Standard k-fold cross-validation can lead to considerable misinterpretation in spatial-temporal modelling tasks. This function can be used to prepare a Leave-Location-Out, Leave-Time-Out or Leave-Location-and-Time-Out cross-validation as target-oriented validation strategies for spatial-temporal prediction tasks. See Meyer et al. (2018) for further information.

References

Meyer, H., Reudenbach, C., Hengl, T., Katurji, M., Nauß, T. (2018): Improving performance of spatio-temporal machine learning models using forward feature selection and target-oriented validation.
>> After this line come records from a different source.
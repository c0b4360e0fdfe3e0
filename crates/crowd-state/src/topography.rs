//! The agent container and target registry.

use std::collections::{BTreeMap, VecDeque};

use crowd_core::{AgentId, Point2, Rect, TargetId};

use crate::attributes::AgentAttributes;
use crate::pedestrian::Pedestrian;
use crate::target::Target;

/// A recorded topography mutation, drained by the group model.
///
/// Removal carries the pedestrian by value: its group membership must remain
/// readable after the agent has left the map.  Addition carries only the id;
/// the pedestrian is live and gets its group assigned in place.
#[derive(Debug)]
pub enum TopographyEvent {
    PedestrianAdded(AgentId),
    PedestrianRemoved(Pedestrian),
}

/// World state: bounded plane, pedestrians, targets.
///
/// Pedestrians live in an ordered map keyed by id.  Ids are assigned as a
/// dense ascending sequence and never reused, so iteration order is creation
/// order and stays deterministic across runs.
pub struct Topography {
    bounds: Rect,
    agent_attributes: AgentAttributes,
    pedestrians: BTreeMap<AgentId, Pedestrian>,
    targets: BTreeMap<TargetId, Target>,
    next_agent_id: u32,
    events: VecDeque<TopographyEvent>,
}

impl Topography {
    pub fn new(bounds: Rect, agent_attributes: AgentAttributes) -> Self {
        Self {
            bounds,
            agent_attributes,
            pedestrians: BTreeMap::new(),
            targets: BTreeMap::new(),
            next_agent_id: 0,
            events: VecDeque::new(),
        }
    }

    #[inline]
    pub fn bounds(&self) -> Rect {
        self.bounds
    }

    pub fn agent_attributes(&self) -> &AgentAttributes {
        &self.agent_attributes
    }

    // ── Targets ───────────────────────────────────────────────────────────

    pub fn add_target(&mut self, target: Target) {
        self.targets.insert(target.id(), target);
    }

    pub fn target(&self, id: TargetId) -> Option<&Target> {
        self.targets.get(&id)
    }

    pub fn targets(&self) -> impl Iterator<Item = &Target> {
        self.targets.values()
    }

    // ── Pedestrians ───────────────────────────────────────────────────────

    /// Create a pedestrian at `position` with the default agent attributes.
    ///
    /// The new agent starts with an empty target queue; callers configure it
    /// through [`Topography::pedestrian_mut`].  The addition is recorded as
    /// an event for the group model.
    pub fn spawn_pedestrian(&mut self, position: Point2) -> AgentId {
        let id = AgentId(self.next_agent_id);
        self.next_agent_id += 1;
        let ped = Pedestrian::new(id, position, &self.agent_attributes);
        self.pedestrians.insert(id, ped);
        self.events.push_back(TopographyEvent::PedestrianAdded(id));
        id
    }

    /// Remove a pedestrian, recording the removal event.  Returns `false`
    /// if the id did not resolve (already removed this step).
    pub fn remove_pedestrian(&mut self, id: AgentId) -> bool {
        match self.pedestrians.remove(&id) {
            Some(ped) => {
                self.events.push_back(TopographyEvent::PedestrianRemoved(ped));
                true
            }
            None => false,
        }
    }

    pub fn pedestrian(&self, id: AgentId) -> Option<&Pedestrian> {
        self.pedestrians.get(&id)
    }

    pub fn pedestrian_mut(&mut self, id: AgentId) -> Option<&mut Pedestrian> {
        self.pedestrians.get_mut(&id)
    }

    /// All pedestrians in ascending id order.
    pub fn pedestrians(&self) -> impl Iterator<Item = &Pedestrian> {
        self.pedestrians.values()
    }

    /// Snapshot of all ids in ascending order.  Update passes iterate over
    /// this so they can mutate pedestrians while scanning.
    pub fn agent_ids(&self) -> Vec<AgentId> {
        self.pedestrians.keys().copied().collect()
    }

    /// `(id, position)` pairs in ascending id order, for grid building.
    pub fn positions(&self) -> impl Iterator<Item = (AgentId, Point2)> + '_ {
        self.pedestrians.iter().map(|(id, p)| (*id, p.position()))
    }

    #[inline]
    pub fn agent_count(&self) -> usize {
        self.pedestrians.len()
    }

    #[inline]
    pub fn is_empty(&self) -> bool {
        self.pedestrians.is_empty()
    }

    // ── Mutation events ───────────────────────────────────────────────────

    /// Drain all recorded events in occurrence order.
    pub fn take_events(&mut self) -> Vec<TopographyEvent> {
        self.events.drain(..).collect()
    }

    pub fn has_pending_events(&self) -> bool {
        !self.events.is_empty()
    }
}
Environmental Modelling & Software 101: 1-9.

See also

trainControl,ffs, nndm

Author

Hanna Meyer

Examples

if (FALSE) {
data(cookfarm)
### Prepare for 10-fold Leave-Location-and-Time-Out cross validation
indices <- CreateSpacetimeFolds(cookfarm,"SOURCEID","Date")
str(indices)
### Prepare for 10-fold Leave-Location-Out cross validation
indices <- CreateSpacetimeFolds(dat,spacevar="SOURCEID")
str(indices)
### Prepare for leave-One-Location-Out cross validation
indices <- CreateSpacetimeFolds(dat,spacevar="SOURCEID",
    k=length(unique(dat$SOURCEID)))
str(indices)
}